Enquanto estava servindo na Inglaterra, d’Éon passou a usar roupas, penteados e maquiagem femininas mesmo fora das missões de espionagem, assumindo cada vez mais sua identidade de gênero. Especulações sobre sua sexualidade já eram feitas por terceiros desde antes dessa fase através de variadas manifestações, mas quando seu retorno para a França e perdão foram negociados com o rei Luís XVI, em 1775, ficou acertado ainda o seu reconhecimento oficial como mulher, ocasião em que adotou para si o nome Chevalière d’Éon (sendo “Chevalière” o feminino de “Chevalier”). 

De volta ao seu país, as polêmicas em torno de sua vida continuaram intensas e um duro processo de assédio difamatório ocorreu por meio da divulgação de publicações maliciosas, caricaturas, sátiras, realização de desafios públicos e apostas a respeito de seu “gênero natural”. O falatório sobre Chevalière d’Éon a acusava de promiscuidade, práticas sexuais escandalosas, frequência rotineira nos bordeis e questionavam sua moralidade, honestidade e respeito ao país, cobrando que sua intimidade fosse exposta e exigindo investigações sobre sua conduta. Ela teve que lidar com pressões invasivas, preconceituosas, grosseiras e persistentes, mas outros problemas surgiram quando estourou a Revolução Francesa, pois sua pensão foi cortada e perdeu a renda que assegurava seu sustento. Anos de mais pobreza e discriminação se seguiram até sua morte, em maio de 1810, aos 71 anos de idade.

O corpo de Chevalière d’Éon foi examinado numa autópsia como forma de continuar a contestar sua identidade de gênero e o resultado foi a negação de sua feminilidade, pois a identificação da genitália masculina bastou para sentenciar sua sexualidade. Na época não eram considerados os fatores subjetivos nem a experiência individual para a categorização de gênero, sendo imperativos os aspectos biológicos e o peso da moralidade e dos preceitos religiosos que estabeleciam as percepções sociais, culturais e normativas. 

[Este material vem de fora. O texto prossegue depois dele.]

//! AI Doctor endpoints.
//!
//! - `GET /api/doctor/catalog`: diseases and their checklist labels
//! - `POST /api/doctor/sessions`: open a predictor screen
//! - `GET /api/doctor/sessions/:id`: current screen state
//! - `DELETE /api/doctor/sessions/:id`: close the screen
//! - `POST /api/doctor/sessions/:id/actions`: apply one user input
//! - `POST /api/doctor/sessions/:id/submit`: send the diagnosis request
//!
//! A failed prediction is not an API error: it comes back inside the view,
//! as the message the screen shows.

use axum::extract::rejection::JsonRejection;
use axum::extract::{Path, State};
use axum::http::StatusCode;
use axum::Json;
use serde::Serialize;
use uuid::Uuid;

use crate::api::error::ApiError;
use crate::api::types::{parse_session_id, ApiContext};
use crate::catalog::{self, CatalogEntry};
use crate::doctor::{DoctorAction, DoctorView};

#[derive(Serialize)]
pub struct SessionOpened {
    pub session_id: Uuid,
    pub opened_at: String,
    pub view: DoctorView,
}

/// `GET /api/doctor/catalog`
pub async fn catalog() -> Json<Vec<CatalogEntry>> {
    Json(catalog::catalog_entries())
}

/// `POST /api/doctor/sessions`
pub async fn open(
    State(ctx): State<ApiContext>,
) -> Result<(StatusCode, Json<SessionOpened>), ApiError> {
    let (session_id, view) = ctx.core.open_doctor_session()?;
    Ok((
        StatusCode::CREATED,
        Json(SessionOpened {
            session_id,
            opened_at: chrono::Utc::now().to_rfc3339(),
            view,
        }),
    ))
}

/// `GET /api/doctor/sessions/:id`
pub async fn view(
    State(ctx): State<ApiContext>,
    Path(id): Path<String>,
) -> Result<Json<DoctorView>, ApiError> {
    let id = parse_session_id(&id)?;
    Ok(Json(ctx.core.doctor_view(&id)?))
}

/// `DELETE /api/doctor/sessions/:id`
pub async fn close(
    State(ctx): State<ApiContext>,
    Path(id): Path<String>,
) -> Result<StatusCode, ApiError> {
    let id = parse_session_id(&id)?;
    ctx.core.close_doctor_session(&id)?;
    Ok(StatusCode::NO_CONTENT)
}

/// `POST /api/doctor/sessions/:id/actions`
pub async fn apply(
    State(ctx): State<ApiContext>,
    Path(id): Path<String>,
    payload: Result<Json<DoctorAction>, JsonRejection>,
) -> Result<Json<DoctorView>, ApiError> {
    let id = parse_session_id(&id)?;
    let Json(action) = payload?;
    Ok(Json(ctx.core.apply_doctor_action(&id, action)?))
}

/// `POST /api/doctor/sessions/:id/submit`
///
/// Resolves once the prediction service has answered (or failed). The
/// session stays usable meanwhile; a second submit gets 409.
pub async fn submit(
    State(ctx): State<ApiContext>,
    Path(id): Path<String>,
) -> Result<Json<DoctorView>, ApiError> {
    let id = parse_session_id(&id)?;
    Ok(Json(ctx.core.submit_doctor_session(&id).await?))
}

A história de d’Éon evidencia que as questões de não conformidade de gênero são históricas, existentes muito antes das reflexões contemporâneas a respeito da complexidade a respeito da fluidez e diversidade das identidades. Demonstra ainda que a persistência no conceito binário a respeito de gêneros é uma condição imposta sem a disposição de reconhecimento das vivências e sentimentos individuais das pessoas trans.